WHAT YOU WILL DO: Filter the records, keeping every line that has the string "tracing".

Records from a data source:
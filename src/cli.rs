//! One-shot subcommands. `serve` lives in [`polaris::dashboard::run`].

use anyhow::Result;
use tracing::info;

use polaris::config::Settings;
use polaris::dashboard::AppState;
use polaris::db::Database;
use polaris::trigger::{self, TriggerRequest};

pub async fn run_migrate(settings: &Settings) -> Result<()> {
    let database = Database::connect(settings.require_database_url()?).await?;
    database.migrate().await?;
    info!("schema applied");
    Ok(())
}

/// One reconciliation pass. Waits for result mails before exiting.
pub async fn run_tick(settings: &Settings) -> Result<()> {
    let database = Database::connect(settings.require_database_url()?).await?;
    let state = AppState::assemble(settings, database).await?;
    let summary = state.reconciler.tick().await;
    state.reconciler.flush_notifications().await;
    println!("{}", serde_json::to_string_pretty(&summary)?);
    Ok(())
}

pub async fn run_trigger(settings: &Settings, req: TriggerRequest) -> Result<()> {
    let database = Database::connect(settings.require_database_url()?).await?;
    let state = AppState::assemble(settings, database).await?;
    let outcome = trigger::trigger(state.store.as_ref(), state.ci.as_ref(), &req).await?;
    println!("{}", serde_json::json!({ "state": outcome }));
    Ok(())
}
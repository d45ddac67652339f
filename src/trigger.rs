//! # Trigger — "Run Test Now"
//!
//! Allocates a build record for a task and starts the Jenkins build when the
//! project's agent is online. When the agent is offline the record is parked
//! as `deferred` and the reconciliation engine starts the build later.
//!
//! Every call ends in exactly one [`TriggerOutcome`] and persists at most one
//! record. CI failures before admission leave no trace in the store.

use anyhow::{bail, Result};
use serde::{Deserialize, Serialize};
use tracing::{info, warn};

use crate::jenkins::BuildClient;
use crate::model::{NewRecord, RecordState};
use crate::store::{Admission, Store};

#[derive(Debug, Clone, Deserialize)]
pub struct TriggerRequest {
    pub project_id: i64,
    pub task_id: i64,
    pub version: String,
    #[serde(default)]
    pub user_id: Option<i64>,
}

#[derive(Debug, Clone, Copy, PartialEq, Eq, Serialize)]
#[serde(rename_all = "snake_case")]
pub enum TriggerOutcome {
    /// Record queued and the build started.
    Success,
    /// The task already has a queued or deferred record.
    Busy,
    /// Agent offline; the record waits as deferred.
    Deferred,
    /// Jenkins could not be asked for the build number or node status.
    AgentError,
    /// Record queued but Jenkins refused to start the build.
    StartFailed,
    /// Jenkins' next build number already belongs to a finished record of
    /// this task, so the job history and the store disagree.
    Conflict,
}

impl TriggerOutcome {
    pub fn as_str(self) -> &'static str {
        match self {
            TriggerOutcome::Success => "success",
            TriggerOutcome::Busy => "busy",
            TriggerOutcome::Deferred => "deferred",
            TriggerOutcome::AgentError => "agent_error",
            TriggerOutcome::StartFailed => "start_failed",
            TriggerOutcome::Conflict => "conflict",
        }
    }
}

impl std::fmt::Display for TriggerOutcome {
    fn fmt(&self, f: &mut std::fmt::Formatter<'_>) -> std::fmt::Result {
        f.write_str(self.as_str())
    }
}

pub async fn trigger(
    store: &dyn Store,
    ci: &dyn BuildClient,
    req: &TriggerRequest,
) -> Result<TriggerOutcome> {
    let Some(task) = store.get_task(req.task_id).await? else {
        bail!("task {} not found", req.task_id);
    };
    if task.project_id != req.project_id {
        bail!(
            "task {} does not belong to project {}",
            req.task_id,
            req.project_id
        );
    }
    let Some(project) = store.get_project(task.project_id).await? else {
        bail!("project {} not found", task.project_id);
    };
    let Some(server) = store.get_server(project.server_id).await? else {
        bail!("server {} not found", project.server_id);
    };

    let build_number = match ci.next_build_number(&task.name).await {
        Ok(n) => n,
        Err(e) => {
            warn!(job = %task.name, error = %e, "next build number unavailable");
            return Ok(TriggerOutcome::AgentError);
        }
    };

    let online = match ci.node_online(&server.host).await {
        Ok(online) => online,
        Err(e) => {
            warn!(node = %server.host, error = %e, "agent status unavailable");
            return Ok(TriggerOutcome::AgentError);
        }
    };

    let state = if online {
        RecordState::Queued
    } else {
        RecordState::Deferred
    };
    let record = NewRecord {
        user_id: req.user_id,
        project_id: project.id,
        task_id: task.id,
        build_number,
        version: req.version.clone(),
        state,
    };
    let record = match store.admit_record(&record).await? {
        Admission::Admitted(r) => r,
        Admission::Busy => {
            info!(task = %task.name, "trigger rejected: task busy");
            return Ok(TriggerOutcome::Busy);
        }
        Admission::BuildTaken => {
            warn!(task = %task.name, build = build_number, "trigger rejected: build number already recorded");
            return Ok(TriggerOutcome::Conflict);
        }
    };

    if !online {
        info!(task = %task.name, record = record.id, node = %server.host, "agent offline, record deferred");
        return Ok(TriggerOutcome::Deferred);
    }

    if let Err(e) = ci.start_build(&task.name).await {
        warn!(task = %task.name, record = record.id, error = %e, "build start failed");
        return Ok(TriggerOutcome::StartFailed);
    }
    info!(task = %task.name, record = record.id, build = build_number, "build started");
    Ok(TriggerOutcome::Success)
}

RESPONSE:
use tracing::info;
use tracing::{info, warn};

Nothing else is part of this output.